Павлин ответил не сразу. Он на секунду закрыл глаза, помолчал и сказал:
— Что кому-то будет очень больно.
— Ну так правильное предчувствие.
— Но не мне.
— Тоже, наверное, правильное предчувствие.
— Нет, — сказал Павлин. — Это было плохое предчувствие.
Потому что в его работе о таких вещах лучше вообще не думать. Ты просто делаешь, что тебе велено. Не задумываясь ни о чём, кроме технической стороны дела. И Павлин так и делал. Никогда ни о чём не задумывался. До той минуты.
— Вот так, из-за одной фотографии? — спросила я. — Посмотрел на неё и задумался?
— Да.
— А как он выглядел, этот человек?
— Да самый обыкновенный человек. Незнакомый. Вообще ничем не примечательный, разве что только причёска у него была как у Элвиса.
— Как у кого? — спросила Тапело.
— Элвис Пресли, — сказала я. — Очень известный певец в прошлом веке.
— Да я шучу. Откуда, вы думаете, у меня это имя?
Я посмотрела на неё.
— Моя мама, она обожала Пресли. Господи, вы, ребята, вообще дремучие. Это город, где он родился. Элвис Пресли. В 1935-м, в Тапело, штат Миссисипи.
Павлин покачал головой.
— Так что было дальше? — спросила Тапело.
Спендер жил в автоприцепе, в «палаточном городке», на территории, которую городской совет выделил беженцам из районов военных действий. Павлин приехал туда под вечер, в один унылый осенний вечер, как он сам нам сказал, уже в сумерках. Посреди лагеря горел костёр. Вокруг костра стояли детишки: грели руки и наблюдали затем, как горит кипа журналов. А вообще в лагере было пустынно. На ступеньках одного из фургонов сидели двое парней. Они смотрели на Павлина, и их взгляды были как стиснутые зубы. Он узнал этот взгляд. Помнил его по войне. Какая-то женщина поспешно снимала с верёвки бельё. Начинался дождь. Наверное, дым от костра попал Павлину в глаза: все вокруг было зыбким, размытым и как бы иносказательным. Павлин обратился к детишкам. Спросил, где найти Джима Спендера. Показал фотографию.
— Вон он, как раз уезжает, — сказал один мальчик и плюнул в костёр, а другой мальчик ткнул пальцем в сторону голубой машины, стоявшей рядом с прицепом.
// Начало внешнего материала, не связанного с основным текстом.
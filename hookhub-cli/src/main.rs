//! HookHub - browse and filter a catalog of hooks
//!
//! Main entry point: parses flags, sets up logging, loads the catalog,
//! and hands off to the catalog commands.

use anyhow::Result;
use clap::{Parser, ValueEnum};
use std::path::PathBuf;
use tracing::debug;
use tracing_subscriber::EnvFilter;

use hookhub_core::catalog::HookCatalog;
use hookhub_core::config::HookHubConfig;

mod catalog_cli;
mod display;

use catalog_cli::CatalogCommand;

/// Log levels
#[derive(Debug, Clone, ValueEnum)]
enum LogLevel {
    Error,
    Warn,
    Info,
    Debug,
    Trace,
}

impl LogLevel {
    fn to_filter_directive(&self) -> &'static str {
        match self {
            LogLevel::Error => "error",
            LogLevel::Warn => "warn",
            LogLevel::Info => "info",
            LogLevel::Debug => "debug",
            LogLevel::Trace => "trace",
        }
    }
}

#[derive(Parser, Debug)]
#[clap(
    name = "hookhub",
    about = "Discover hooks: search and filter the HookHub catalog",
    version
)]
struct Cli {
    #[clap(subcommand)]
    command: CatalogCommand,

    /// Set log level
    #[clap(long, default_value = "warn", global = true)]
    log_level: LogLevel,

    /// Override configuration file path
    #[clap(long, global = true)]
    config: Option<PathBuf>,

    /// Load hooks from this catalog file instead of the configured one
    #[clap(long, global = true)]
    catalog: Option<PathBuf>,

    /// Reject hooks whose lastUpdated value cannot be parsed
    #[clap(long, global = true)]
    strict_dates: bool,
}

impl Cli {
    /// Load the config file and apply command-line overrides
    fn resolve_config(&self) -> Result<HookHubConfig> {
        let mut config = match &self.config {
            Some(path) => HookHubConfig::load_from_path(path)?,
            None => HookHubConfig::load()?,
        };

        if let Some(catalog) = &self.catalog {
            config.catalog_path = Some(catalog.clone());
        }
        config.strict_dates |= self.strict_dates;

        Ok(config)
    }
}

/// Initialize tracing with CLI flags
fn initialize_tracing(log_level: &LogLevel) {
    let filter = EnvFilter::new(log_level.to_filter_directive());

    tracing_subscriber::fmt()
        .with_env_filter(filter)
        .with_target(false)
        .with_writer(std::io::stderr) // stdout carries table/JSON output only
        .init();
}

fn main() -> Result<()> {
    let cli = Cli::parse();

    initialize_tracing(&cli.log_level);

    let config = cli.resolve_config()?;
    let catalog: HookCatalog = config.load_catalog()?;
    debug!(hooks = catalog.len(), "Catalog ready");

    cli.command.execute(&catalog, &config)
}

#[cfg(test)]
mod cli_tests {
    use super::*;
    use hookhub_core::catalog::HookCategory;
    use pretty_assertions::assert_eq;

    #[test]
    fn test_parse_search_with_categories() {
        let cli = Cli::try_parse_from([
            "hookhub", "search", "audit", "-c", "security", "--category", "Testing", "--json",
        ])
        .unwrap();

        match cli.command {
            CatalogCommand::Search {
                query,
                categories,
                json,
            } => {
                assert_eq!(query.as_deref(), Some("audit"));
                assert_eq!(categories, vec![HookCategory::Security, HookCategory::Testing]);
                assert!(json);
            }
            other => panic!("unexpected command: {other:?}"),
        }
    }

    #[test]
    fn test_unknown_category_rejected_at_parse_time() {
        let result = Cli::try_parse_from(["hookhub", "search", "-c", "Deployment"]);
        let err = result.unwrap_err().to_string();
        assert!(err.contains("Unknown category 'Deployment'"));
    }

    #[test]
    fn test_search_without_query_is_allowed() {
        let cli = Cli::try_parse_from(["hookhub", "search"]).unwrap();
        assert!(matches!(
            cli.command,
            CatalogCommand::Search { query: None, .. }
        ));
    }

    #[test]
    fn test_global_flags_after_subcommand() {
        let cli = Cli::try_parse_from([
            "hookhub",
            "featured",
            "--catalog",
            "/tmp/hooks.json",
            "--log-level",
            "debug",
        ])
        .unwrap();
        assert_eq!(cli.catalog, Some(PathBuf::from("/tmp/hooks.json")));
        assert!(matches!(cli.log_level, LogLevel::Debug));
    }

    #[test]
    fn test_resolve_config_applies_overrides() {
        let dir = tempfile::tempdir().unwrap();
        let config_path = dir.path().join("config.yaml");
        std::fs::write(&config_path, "max_hook_types: 2\ncatalog_path: /from/config.json\n")
            .unwrap();

        let cli = Cli::try_parse_from([
            "hookhub",
            "--config",
            config_path.to_str().unwrap(),
            "--catalog",
            "/from/flag.json",
            "--strict-dates",
            "categories",
        ])
        .unwrap();

        let config = cli.resolve_config().unwrap();
        assert_eq!(config.catalog_path, Some(PathBuf::from("/from/flag.json")));
        assert_eq!(config.max_hook_types, 2);
        assert!(config.strict_dates);
    }
}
Павлин пошёл туда; и вот тут началось что-то странное. Он держал фотографию в руке, и когда посмотрел на неё, лицо человека на снимке было другим. Оно изменилось. И продолжало меняться буквально у него на глазах. Оно словно таяло, расплывалось. Павлин остановился и протёр глаза. Потом опять посмотрел на снимок. Теперь всё было нормально. Лицо снова стало таким же, как раньше. Хотя что-то в нём изменилось неуловимо. Он так и не понял, что именно.
— И что? — спросила Тапело. — Что тут странного?
— Это длилось буквально мгновение. Одно мгновение.
— А, все. Поняла. Твой первый приступ.